_Exercise_. Write out exactly the lines from the first line of the records below through the line that contains "impl PartialEq for", and stop there.
_____
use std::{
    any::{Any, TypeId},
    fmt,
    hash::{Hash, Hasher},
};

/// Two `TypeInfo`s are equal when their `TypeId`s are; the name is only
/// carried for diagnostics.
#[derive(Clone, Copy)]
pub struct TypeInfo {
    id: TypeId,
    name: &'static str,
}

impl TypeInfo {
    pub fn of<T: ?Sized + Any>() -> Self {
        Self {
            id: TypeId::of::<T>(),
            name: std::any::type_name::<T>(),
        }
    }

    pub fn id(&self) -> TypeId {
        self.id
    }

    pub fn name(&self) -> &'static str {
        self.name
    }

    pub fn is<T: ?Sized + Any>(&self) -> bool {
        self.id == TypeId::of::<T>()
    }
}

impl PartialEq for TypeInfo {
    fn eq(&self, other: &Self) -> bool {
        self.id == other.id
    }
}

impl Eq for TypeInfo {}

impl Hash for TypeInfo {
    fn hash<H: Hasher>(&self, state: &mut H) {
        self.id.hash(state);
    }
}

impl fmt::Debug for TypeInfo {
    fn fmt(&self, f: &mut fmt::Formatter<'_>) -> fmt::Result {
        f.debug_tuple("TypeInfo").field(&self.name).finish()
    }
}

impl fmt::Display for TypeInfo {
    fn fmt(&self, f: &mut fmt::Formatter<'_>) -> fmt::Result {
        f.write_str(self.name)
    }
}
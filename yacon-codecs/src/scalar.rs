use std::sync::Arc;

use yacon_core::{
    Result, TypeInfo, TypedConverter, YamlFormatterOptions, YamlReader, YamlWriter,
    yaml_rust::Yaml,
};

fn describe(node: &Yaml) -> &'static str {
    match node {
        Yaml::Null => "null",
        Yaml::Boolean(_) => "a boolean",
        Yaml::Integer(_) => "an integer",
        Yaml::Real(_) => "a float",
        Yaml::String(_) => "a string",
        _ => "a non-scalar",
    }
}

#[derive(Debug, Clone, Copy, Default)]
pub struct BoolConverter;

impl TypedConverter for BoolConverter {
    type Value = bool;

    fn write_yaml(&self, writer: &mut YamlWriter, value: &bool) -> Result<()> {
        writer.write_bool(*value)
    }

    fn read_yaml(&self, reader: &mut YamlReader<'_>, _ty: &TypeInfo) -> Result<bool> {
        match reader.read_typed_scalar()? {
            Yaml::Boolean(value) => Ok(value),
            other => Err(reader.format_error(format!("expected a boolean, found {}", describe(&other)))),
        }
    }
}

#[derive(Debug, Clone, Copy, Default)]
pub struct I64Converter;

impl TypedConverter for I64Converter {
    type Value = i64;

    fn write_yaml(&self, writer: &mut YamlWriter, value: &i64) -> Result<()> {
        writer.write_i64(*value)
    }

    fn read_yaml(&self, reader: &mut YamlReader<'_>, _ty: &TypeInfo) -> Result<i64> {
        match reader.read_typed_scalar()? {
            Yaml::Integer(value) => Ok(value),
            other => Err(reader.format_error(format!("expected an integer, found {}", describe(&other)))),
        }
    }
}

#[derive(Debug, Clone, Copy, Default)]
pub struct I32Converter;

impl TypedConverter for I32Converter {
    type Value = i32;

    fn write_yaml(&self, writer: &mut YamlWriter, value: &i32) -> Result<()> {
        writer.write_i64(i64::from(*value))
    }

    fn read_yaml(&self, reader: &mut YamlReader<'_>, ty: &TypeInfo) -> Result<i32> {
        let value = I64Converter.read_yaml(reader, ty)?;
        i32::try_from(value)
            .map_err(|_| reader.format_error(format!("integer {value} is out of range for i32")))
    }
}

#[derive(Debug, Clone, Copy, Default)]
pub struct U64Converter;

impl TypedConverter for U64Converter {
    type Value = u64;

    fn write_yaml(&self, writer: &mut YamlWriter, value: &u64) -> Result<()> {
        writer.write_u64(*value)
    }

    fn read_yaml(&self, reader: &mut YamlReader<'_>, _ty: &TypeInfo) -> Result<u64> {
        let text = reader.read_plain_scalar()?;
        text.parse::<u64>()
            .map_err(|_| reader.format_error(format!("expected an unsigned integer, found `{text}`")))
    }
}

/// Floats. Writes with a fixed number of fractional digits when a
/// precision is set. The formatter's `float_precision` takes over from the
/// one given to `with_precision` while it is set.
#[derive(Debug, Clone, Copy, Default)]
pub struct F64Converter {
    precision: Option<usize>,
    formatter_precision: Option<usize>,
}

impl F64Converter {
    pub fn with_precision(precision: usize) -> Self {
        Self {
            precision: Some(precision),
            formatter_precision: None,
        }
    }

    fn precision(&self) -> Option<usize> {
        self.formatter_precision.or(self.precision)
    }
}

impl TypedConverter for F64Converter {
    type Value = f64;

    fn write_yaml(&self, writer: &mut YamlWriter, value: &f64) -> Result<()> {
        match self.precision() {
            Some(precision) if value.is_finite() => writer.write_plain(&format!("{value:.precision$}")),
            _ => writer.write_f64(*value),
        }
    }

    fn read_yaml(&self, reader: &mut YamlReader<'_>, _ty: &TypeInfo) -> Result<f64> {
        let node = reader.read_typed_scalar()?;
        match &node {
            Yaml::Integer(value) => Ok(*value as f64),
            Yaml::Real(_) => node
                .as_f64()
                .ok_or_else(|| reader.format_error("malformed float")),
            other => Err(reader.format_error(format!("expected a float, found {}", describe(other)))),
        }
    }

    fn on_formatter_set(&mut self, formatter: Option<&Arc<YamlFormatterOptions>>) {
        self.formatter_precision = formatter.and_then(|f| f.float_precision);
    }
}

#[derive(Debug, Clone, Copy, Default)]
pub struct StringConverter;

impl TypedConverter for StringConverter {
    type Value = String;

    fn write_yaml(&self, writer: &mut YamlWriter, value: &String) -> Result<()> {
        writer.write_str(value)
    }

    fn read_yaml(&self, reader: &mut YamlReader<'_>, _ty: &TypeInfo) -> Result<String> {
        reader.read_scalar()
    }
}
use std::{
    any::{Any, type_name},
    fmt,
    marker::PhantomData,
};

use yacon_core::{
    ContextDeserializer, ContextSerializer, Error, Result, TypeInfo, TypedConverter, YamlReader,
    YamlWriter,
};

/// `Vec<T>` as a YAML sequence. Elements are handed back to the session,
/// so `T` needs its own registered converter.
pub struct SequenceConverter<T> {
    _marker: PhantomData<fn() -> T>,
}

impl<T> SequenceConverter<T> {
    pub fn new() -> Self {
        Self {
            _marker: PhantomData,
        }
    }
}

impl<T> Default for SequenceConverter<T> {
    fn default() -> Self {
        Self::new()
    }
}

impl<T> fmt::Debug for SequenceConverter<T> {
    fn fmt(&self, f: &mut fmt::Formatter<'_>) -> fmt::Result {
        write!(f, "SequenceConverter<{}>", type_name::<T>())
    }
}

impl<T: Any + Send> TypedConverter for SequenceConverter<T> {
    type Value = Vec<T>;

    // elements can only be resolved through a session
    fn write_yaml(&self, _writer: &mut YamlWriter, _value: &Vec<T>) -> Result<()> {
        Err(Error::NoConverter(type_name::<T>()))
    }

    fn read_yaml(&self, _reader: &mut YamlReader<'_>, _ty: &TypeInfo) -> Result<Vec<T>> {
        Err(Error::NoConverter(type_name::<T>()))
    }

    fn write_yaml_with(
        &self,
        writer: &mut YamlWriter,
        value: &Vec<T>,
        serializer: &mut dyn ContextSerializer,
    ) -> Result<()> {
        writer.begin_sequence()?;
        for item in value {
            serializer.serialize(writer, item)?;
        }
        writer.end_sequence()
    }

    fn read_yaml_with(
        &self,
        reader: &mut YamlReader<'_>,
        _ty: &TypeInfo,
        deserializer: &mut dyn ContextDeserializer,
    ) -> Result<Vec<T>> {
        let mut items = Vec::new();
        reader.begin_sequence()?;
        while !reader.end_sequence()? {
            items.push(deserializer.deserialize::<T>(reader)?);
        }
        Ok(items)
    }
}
_____
_Answer for the task_.
use std::{
    any::{Any, TypeId},
    fmt,
    hash::{Hash, Hasher},
};

/// Two `TypeInfo`s are equal when their `TypeId`s are; the name is only
/// carried for diagnostics.
#[derive(Clone, Copy)]
pub struct TypeInfo {
    id: TypeId,
    name: &'static str,
}

impl TypeInfo {
    pub fn of<T: ?Sized + Any>() -> Self {
        Self {
            id: TypeId::of::<T>(),
            name: std::any::type_name::<T>(),
        }
    }

    pub fn id(&self) -> TypeId {
        self.id
    }

    pub fn name(&self) -> &'static str {
        self.name
    }

    pub fn is<T: ?Sized + Any>(&self) -> bool {
        self.id == TypeId::of::<T>()
    }
}

impl PartialEq for TypeInfo {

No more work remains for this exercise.